**Work required:** Extract exactly those lines that lie between the start of the material and the line with "out of everyone", including both boundary lines and no others.

• • • • •

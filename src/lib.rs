//! Usher: a gossip-based distributed counting semaphore.
//!
//! Up to `resources` peers at a time may hold a named resource, coordinated
//! over nothing but a lossy broadcast bus. Each peer periodically announces
//! itself with a heartbeat, folds every heartbeat it hears into its own view
//! of the contenders, and independently admits the `resources`
//! longest-standing of them. Peers that have seen the same heartbeats agree
//! on who holds the slots; peers that crash silently age out of everyone
//! else's view and their slots free up on their own.
//!
//! The admission it provides is advisory and eventually consistent. While
//! heartbeats are still propagating, or across a partition, more than
//! `resources` peers can briefly believe they hold a slot, so callers who
//! need hard mutual exclusion must fence the protected work themselves.
//!
//! ```rust,no_run
//! use std::sync::Arc;
//!
//! use usher::bus::MemoryBus;
//! use usher::semaphore::{Semaphore, SemaphoreId};
//! use usher::settings::SemaphoreSettings;
//!
//! # async fn example() -> usher::Result<()> {
//! let bus = Arc::new(MemoryBus::new());
//! let semaphore = Semaphore::new(
//!     SemaphoreId::from("nightly-compaction"),
//!     1,
//!     bus,
//!     SemaphoreSettings::default(),
//! )?;
//!
//! let mut events = semaphore.events();
//! semaphore.acquire()?;
//! if let Ok(event) = events.recv().await {
//!     println!("admission changed: {:?}", event);
//! }
//! semaphore.release()?;
//! # Ok(())
//! # }
//! ```

pub mod api;
pub mod bus;
pub mod cli;
pub mod error;
pub mod semaphore;
pub mod settings;

pub use bus::{Bus, BusSubscription, MemoryBus, UdpBus};
pub use error::{Result, SemaphoreError, UsherError};
pub use semaphore::{
    Heartbeat, HeartbeatStatus, PeerId, Semaphore, SemaphoreEvent, SemaphoreId, SemaphoreStatus,
};
pub use settings::{SemaphoreSettings, Settings};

• • • • •

**Answer area:**
filename src/lib.rs
//! Usher: a gossip-based distributed counting semaphore.
//!
//! Up to `resources` peers at a time may hold a named resource, coordinated
//! over nothing but a lossy broadcast bus. Each peer periodically announces
//! itself with a heartbeat, folds every heartbeat it hears into its own view
//! of the contenders, and independently admits the `resources`
//! longest-standing of them. Peers that have seen the same heartbeats agree
//! on who holds the slots; peers that crash silently age out of everyone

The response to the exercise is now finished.